Malagasy Adventures By RPCV Linda Lyon

Is Traditional Culture a Tool for Medicinal Plant Conservation with the Antanosy of Madagascar?

Or

Malagasy Adventures




By Linda Lyon with Sandra Martin
Vol. 23 Number 2, 2002


I attended Hartwick College in Oneonta, New York. I was a biology major and was planning on going to veterinary school. I had worked all through high school in a veterinary hospital, but by my sophomore year at Hartwick I realized I didn’t enjoy the laboratory aspects of my studies. Dr. Robert Smith was the Chair of the Biology Department, and he became a mentor to me. He was a plant taxonomist, and I took classes from him and did some special projects, and that’s where my keen interest in plants developed. My goal became to conduct tropical forestry research.

I looked for a graduate program in forestry.
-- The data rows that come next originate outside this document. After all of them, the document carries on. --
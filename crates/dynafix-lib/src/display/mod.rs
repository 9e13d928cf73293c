//! Terminal display system
//!
//! Separates user-facing output (status lines, listings, progress bars) from
//! diagnostics, which go through `tracing`.

pub mod progress;
pub mod status;
pub mod styling;

pub use progress::{ProgressDisplay, ProgressTracker};
pub use status::StatusDisplay;
pub use styling::{StyleManager, Symbols};

/// Entry point for user-facing output of one command invocation
#[derive(Debug, Clone)]
pub struct Display {
    styling: StyleManager,
}

impl Display {
    /// Display for the current terminal with the resolved color decision
    pub fn new(color: bool) -> Self {
        let unicode = console::Term::stdout().features().wants_emoji();
        Self::with_styling(StyleManager::new(color, unicode))
    }

    pub fn with_styling(styling: StyleManager) -> Self {
        Self { styling }
    }

    /// Status updates with semantic intent
    pub fn status(&self) -> StatusDisplay<'_> {
        StatusDisplay::new(&self.styling)
    }

    /// Progress tracking for long operations
    pub fn progress(&self) -> ProgressDisplay<'_> {
        ProgressDisplay::new(&self.styling)
    }

    pub fn styling(&self) -> &StyleManager {
        &self.styling
    }
}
I knew I wanted to come out west and I also wanted to incorporate a stint in the Peace Corps with my Master’s degree program. There were only a very few universities that were involved in the Peace Corps program, and Washington State University (WSU) was one of these. I applied to WSU and several other programs, but when I talked to Linda Hardesty [Associate Professor of Range Ecology at Washington State University], I found her so personable and encouraging that I was immediately swayed to attend WSU.

I wanted to use the Peace Corps as a way to get overseas and get some field research done in tropical forestry. Although I was more focussed and pragmatic than many “starry-eyed Peace Corps volunteers,” the Peace Corps ended up being a great program for me in many ways. I stayed in my program for almost four years, well beyond the required two-year stint.

I was overseas from August 1994 until July 1998. I spent three of those years in a village in the Tamboro area in Madagascar, near Ranomofana National Park, and spent the final year in a small city working on several urban environmental projects with groups that were established there. In that last year in the city I was working on my floristic inventory, and I could always go back out to the countryside near the village where I had conducted my field research, and double check something if I needed to.

The people in the village speak Malagasy, and that’s the language I used to conduct interviews for my research. In the city, both Malagasy and French were spoken. I speak both languages now, but I did not before I went to Madagascar. I studied French in high school and for a year in college but there’s no comparison to being immersed in a culture where you have to learn the language and use it, or else! And so, I truly learned French in Madagascar, as well as learning Malagasy.

When I returned to the U.S. from Madagascar, I took a year to finish my Master’s program at Washington State University. I received that degree in 1999, and immediately plunged into a doctoral program at WSU the same year. I’ve spent the past two years working on my Ph.D. My field work has been completed during two more trips to Madagascar. On my final trip, begun in December 2001, I led a group of undergraduate students from Hartwick College. That trip did not end as planned, due to political unrest in the country. All the students eventually returned home safely, even though their trip lasted more than a month longer than anyone planned.

Hartwick College sends students abroad to many places around the world as part of their undergraduate education. The students enroll in a course and receive credit for their travels, their experiences, and projects they work on while overseas. I arranged with the Biology Department to help offer a course in Rainforest Ecology and Natural History of Madagascar. I worked with Dr. Alan Crooker of Hartwick College to take 25 students for four weeks. My husband, Dinesh Badouraly, came along and assisted with the trip, too. I met Dinesh in Madagascar when I was there with the Peace Corps, and we married shortly after he and I came to the U.S. in 1998.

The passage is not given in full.